Thursday, October 07, 2010

Compression Code Addendum

I'm encouraged to see that many of you have been making submissions to FrontDesk for the compression assignment. Keep up the good work! Below are a few comments I wanted to share with the entire class concerning this assignment:

1) You are not implementing MyPriorityQueue for kicks and giggles. You are expected to call your own code (and not Java's PriorityQueue) when you implement Huffman encoding.

2) A significant portion of the grade for this assignment is in hidden tests. The staff tests visible on FrontDesk only test very simple cases. Passing the visible staff tests does not ensure you will do well on this assignment. You need to write extensive unit tests to ensure your compression algorithms are working properly.

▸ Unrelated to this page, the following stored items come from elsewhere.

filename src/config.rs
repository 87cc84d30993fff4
use std::collections::HashMap;
use std::path::{Path, PathBuf};

use serde::{Deserialize, Serialize};

use crate::errors::{JarvisError, JarvisResult};

#[derive(Debug, Clone, Default, Serialize, Deserialize)]
pub struct AppConfig {
    #[serde(default)]
    pub llm: LlmConfig,
    #[serde(default)]
    pub planner: PlannerConfig,
    #[serde(default)]
    pub matcher: MatcherConfig,
    #[serde(default)]
    pub perception: PerceptionConfig,
    #[serde(default)]
    pub engine: EngineSettings,
}

#[derive(Debug, Clone, Serialize, Deserialize)]
pub struct LlmConfig {
    pub active_provider: String,
    #[serde(default)]
    pub providers: HashMap<String, ProviderEntry>,
}

impl Default for LlmConfig {
    fn default() -> Self {
        let mut providers = HashMap::new();
        providers.insert(
            "ollama".to_string(),
            ProviderEntry {
                display_name: "Local Ollama".into(),
                api_base: "http://localhost:11434".into(),
                model: "gemma2:2b".into(),
                temperature: default_temperature(),
                max_tokens: default_max_tokens(),
                adapter: None,
                api_key: None,
            },
        );
        Self {
            active_provider: "ollama".into(),
            providers,
        }
    }
}

#[derive(Debug, Clone, Serialize, Deserialize)]
pub struct ProviderEntry {
    pub display_name: String,
    pub api_base: String,
    pub model: String,
    #[serde(default = "default_temperature")]
    pub temperature: f64,
    #[serde(default = "default_max_tokens")]
    pub max_tokens: u32,
    /// "openai" for chat-completions endpoints, None/"ollama" for Ollama.
    pub adapter: Option<String>,
    /// Optional API key stored in config.toml (falls back to env var JARVIS_<ID>_API_KEY).
    #[serde(default)]
    pub api_key: Option<String>,
}

fn default_temperature() -> f64 {
    0.1
}

fn default_max_tokens() -> u32 {
    200
}

#[derive(Debug, Clone, Serialize, Deserialize)]
pub struct PlannerConfig {
    /// Fall back to the generative service when the library has no match.
    #[serde(default = "default_true")]
    pub generative: bool,
    #[serde(default = "default_generation_timeout")]
    pub timeout_secs: u64,
    /// Optional TOML workflow table replacing the built-in library.
    #[serde(default)]
    pub workflows_file: Option<PathBuf>,
}

impl Default for PlannerConfig {
    fn default() -> Self {
        Self {
            generative: true,
            timeout_secs: default_generation_timeout(),
            workflows_file: None,
        }
    }
}

fn default_generation_timeout() -> u64 {
    30
}

#[derive(Debug, Clone, Serialize, Deserialize)]
pub struct MatcherConfig {
    #[serde(default = "default_ollama_base")]
    pub api_base: String,
    #[serde(default = "default_embedding_model")]
    pub model: String,
    /// Deadline for one embedding request.
    #[serde(default = "default_embedding_timeout")]
    pub timeout_secs: u64,
}

impl Default for MatcherConfig {
    fn default() -> Self {
        Self {
            api_base: default_ollama_base(),
            model: default_embedding_model(),
            timeout_secs: default_embedding_timeout(),
        }
    }
}

fn default_ollama_base() -> String {
    "http://localhost:11434".into()
}

fn default_embedding_model() -> String {
    "all-minilm".into()
}

fn default_embedding_timeout() -> u64 {
    10
}

#[derive(Debug, Clone, Copy, PartialEq, Eq, Serialize, Deserialize)]
#[serde(rename_all = "snake_case")]
pub enum OcrBackend {
    Tesseract,
    None,
}

#[derive(Debug, Clone, Serialize, Deserialize)]
pub struct PerceptionConfig {
    #[serde(default = "default_ocr")]
    pub ocr: OcrBackend,
    #[serde(default = "default_tesseract_path")]
    pub tesseract_path: String,
    /// ONNX layout classifier; without it every region gets `fallback_label`.
    #[serde(default)]
    pub classifier_model: Option<PathBuf>,
    #[serde(default)]
    pub classifier_labels: Vec<String>,
    #[serde(default = "default_fallback_label")]
    pub fallback_label: String,
    #[serde(default = "default_edge_threshold")]
    pub edge_threshold: u8,
}

impl Default for PerceptionConfig {
    fn default() -> Self {
        Self {
            ocr: default_ocr(),
            tesseract_path: default_tesseract_path(),
            classifier_model: None,
            classifier_labels: Vec::new(),
            fallback_label: default_fallback_label(),
            edge_threshold: default_edge_threshold(),
        }
    }
}

fn default_ocr() -> OcrBackend {
    OcrBackend::Tesseract
}

fn default_tesseract_path() -> String {
    "tesseract".into()
}

fn default_fallback_label() -> String {
    "button".into()
}

fn default_edge_threshold() -> u8 {
    24
}

#[derive(Debug, Clone, Serialize, Deserialize)]
pub struct EngineSettings {
    #[serde(default = "default_settle_delay")]
    pub settle_delay_ms: u64,
    #[serde(default = "default_true")]
    pub record_history: bool,
}

impl Default for EngineSettings {
    fn default() -> Self {
        Self {
            settle_delay_ms: default_settle_delay(),
            record_history: true,
        }
    }
}

fn default_settle_delay() -> u64 {
    500
}

fn default_true() -> bool {
    true
}

fn resolve_config_path() -> JarvisResult<PathBuf> {
    if let Ok(exe) = std::env::current_exe() {
        if let Some(parent) = exe.parent() {
            let candidate = parent.join("config.toml");
            if candidate.exists() {
                tracing::debug!(path = %candidate.display(), "config found next to executable");
                return Ok(candidate);
            }
        }
    }

    let cwd = std::env::current_dir()?;
    let candidate = cwd.join("config.toml");
    if candidate.exists() {
        tracing::debug!(path = %candidate.display(), "config found in working directory");
        return Ok(candidate);
    }

    Err(JarvisError::Config(
        "config.toml not found next to executable or in working directory".into(),
    ))
}

/// Loads config.toml from the default search locations.
pub fn load_config() -> JarvisResult<AppConfig> {
    let path = resolve_config_path()?;
    load_config_from(&path)
}

pub fn load_config_from(path: &Path) -> JarvisResult<AppConfig> {
    let content = std::fs::read_to_string(path)?;
    let config: AppConfig = toml::from_str(&content)?;
    tracing::info!(path = %path.display(), provider = %config.llm.active_provider, "config loaded");
    Ok(config)
}
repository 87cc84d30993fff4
pub mod input;
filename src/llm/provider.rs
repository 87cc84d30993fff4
use async_trait::async_trait;

use crate::errors::JarvisResult;
use crate::llm::types::GenerationOptions;

/// Request/response text generation service.
/// New backends implement this trait and get an `adapter` name in config.toml.
#[async_trait]
pub trait LlmProvider: Send + Sync {
    /// Returns the provider's identifier (matches the config.toml key).
    fn name(&self) -> &str;

    /// Sends a single prompt and returns the raw completion text.
    /// Transport failures and non-2xx statuses are errors.
    async fn complete(&self, prompt: &str, options: &GenerationOptions) -> JarvisResult<String>;
}
use std::sync::Arc;

use serde::{Deserialize, Serialize};

use crate::workflow::types::ScreenPoint;

/// Pixel rectangle, origin top-left.
#[derive(Debug, Clone, Copy, PartialEq, Eq, Serialize, Deserialize)]
pub struct Bounds {
    pub x: i32,
    pub y: i32,
    pub width: i32,
    pub height: i32,
}

impl Bounds {
    pub fn new(x: i32, y: i32, width: i32, height: i32) -> Self {
        Self { x, y, width, height }
    }

    /// Integer-truncated centre; this is where clicks land.
    pub fn center(&self) -> ScreenPoint {
        ScreenPoint {
            x: self.x + self.width / 2,
            y: self.y + self.height / 2,
        }
    }

    /// Intersection with a `w`×`h` image, as unsigned crop parameters.
    pub fn clamp_to(&self, w: u32, h: u32) -> Option<(u32, u32, u32, u32)> {
        let x1 = self.x.max(0) as i64;
        let y1 = self.y.max(0) as i64;
        let x2 = (self.x as i64 + self.width as i64).min(w as i64);
        let y2 = (self.y as i64 + self.height as i64).min(h as i64);
        if x2 <= x1 || y2 <= y1 {
            return None;
        }
        Some((x1 as u32, y1 as u32, (x2 - x1) as u32, (y2 - y1) as u32))
    }
}

/// A perceived candidate region. Produced fresh on every capture.
#[derive(Debug, Clone, PartialEq, Serialize, Deserialize)]
pub struct UIElement {
    pub bounds: Bounds,
    /// Free-form tag, e.g. "button", "textfield".
    pub element_type: String,
    /// Extracted text, possibly empty.
    pub text_content: String,
    /// Backend certainty in 0.0–1.0.
    pub confidence: f32,
    #[serde(default)]
    pub semantic_tags: Vec<String>,
}

impl UIElement {
    /// `"{element_type} {text_content}"`, trimmed. This is the string the matcher embeds.
    pub fn match_text(&self) -> String {
        format!("{} {}", self.element_type, self.text_content)
            .trim()
            .to_string()
    }
}

/// A detector hit before classification.
#[derive(Debug, Clone, PartialEq)]
pub struct DetectedRegion {
    pub bounds: Bounds,
    pub text: String,
    pub confidence: f32,
}

/// RGB raster of the current screen. Cheap to clone.
#[derive(Debug, Clone)]
pub struct Screenshot {
    image: Arc<image::RgbImage>,
}

impl Screenshot {
    pub fn new(image: image::RgbImage) -> Self {
        Self {
            image: Arc::new(image),
        }
    }

    pub fn image(&self) -> &image::RgbImage {
        &self.image
    }

    pub fn width(&self) -> u32 {
        self.image.width()
    }

    pub fn height(&self) -> u32 {
        self.image.height()
    }
}
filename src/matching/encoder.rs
// Text-encoding boundary for semantic matching.
use std::time::Duration;

use async_trait::async_trait;

use crate::errors::{JarvisError, JarvisResult};

/// Maps a string to a fixed-dimension embedding vector.
#[async_trait]
pub trait TextEncoder: Send + Sync {
    async fn encode(&self, text: &str) -> JarvisResult<Vec<f32>>;
}

/// Ollama `/api/embeddings` client.
pub struct OllamaEncoder {
    api_base: String,
    model: String,
    timeout: Duration,
    client: reqwest::Client,
}

impl OllamaEncoder {
    pub fn new(api_base: String, model: String) -> Self {
        Self {
            api_base: api_base.trim_end_matches('/').to_string(),
            model,
            timeout: Duration::from_secs(30),
            client: reqwest::Client::new(),
        }
    }

    pub fn with_timeout(mut self, timeout: Duration) -> Self {
        self.timeout = timeout;
        self
    }
}

#[async_trait]
impl TextEncoder for OllamaEncoder {
    async fn encode(&self, text: &str) -> JarvisResult<Vec<f32>> {
        let body = serde_json::json!({
            "model": self.model,
            "prompt": text,
        });

        let response = self
            .client
            .post(format!("{}/api/embeddings", self.api_base))
            .timeout(self.timeout)
            .json(&body)
            .send()
            .await?;

        if !response.status().is_success() {
            let status = response.status();
            let err_body = response.text().await.unwrap_or_default();
            return Err(JarvisError::Matching(format!("{}: {}", status, err_body)));
        }

        let json: serde_json::Value = response.json().await?;
        let vector: Vec<f32> = json["embedding"]
            .as_array()
            .ok_or_else(|| JarvisError::Matching("response has no embedding".into()))?
            .iter()
            .filter_map(|v| v.as_f64().map(|f| f as f32))
            .collect();

        if vector.is_empty() {
            return Err(JarvisError::Matching("empty embedding".into()));
        }
        tracing::trace!(model = %self.model, dim = vector.len(), "text encoded");
        Ok(vector)
    }
}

3) The new FrontDesk has been performing quite well and we haven't had any serious issues with it being overloaded since the switch. However, Compression is significantly more computationally intensive than Snakes, so do continue to submit well before the deadline. In addition, if you submit a unit test that takes too long to complete, your process will time-out and all the remaining unit tests will fail to run. We strongly recommend including a timeout of 1 second for all of your unit tests. For example, the following code contains an infinite loop, but will stop execution after one second:

    @Test(timeout=1000) public void infinity() {
       while(true);
    }



The advantage is that if a unit test times out, the remaining unit tests will still be run. You will likely want to run some of your more intensive stress tests locally without a timeout. If these tests cannot complete within the one second timeout on FrontDesk, that is ok as long as you stipulate this in a comment.

4) To complete the assignment you may find it necessary to perform some fairly low-level byte manipulation. This is a useful skill to learn, but it is not fundamentally what we are testing in this assignment. If you get stuck with bit mangling or byte conversions, please ask for help.

As always, if you run into problems or ambiguities, please share them with us on the discussion board!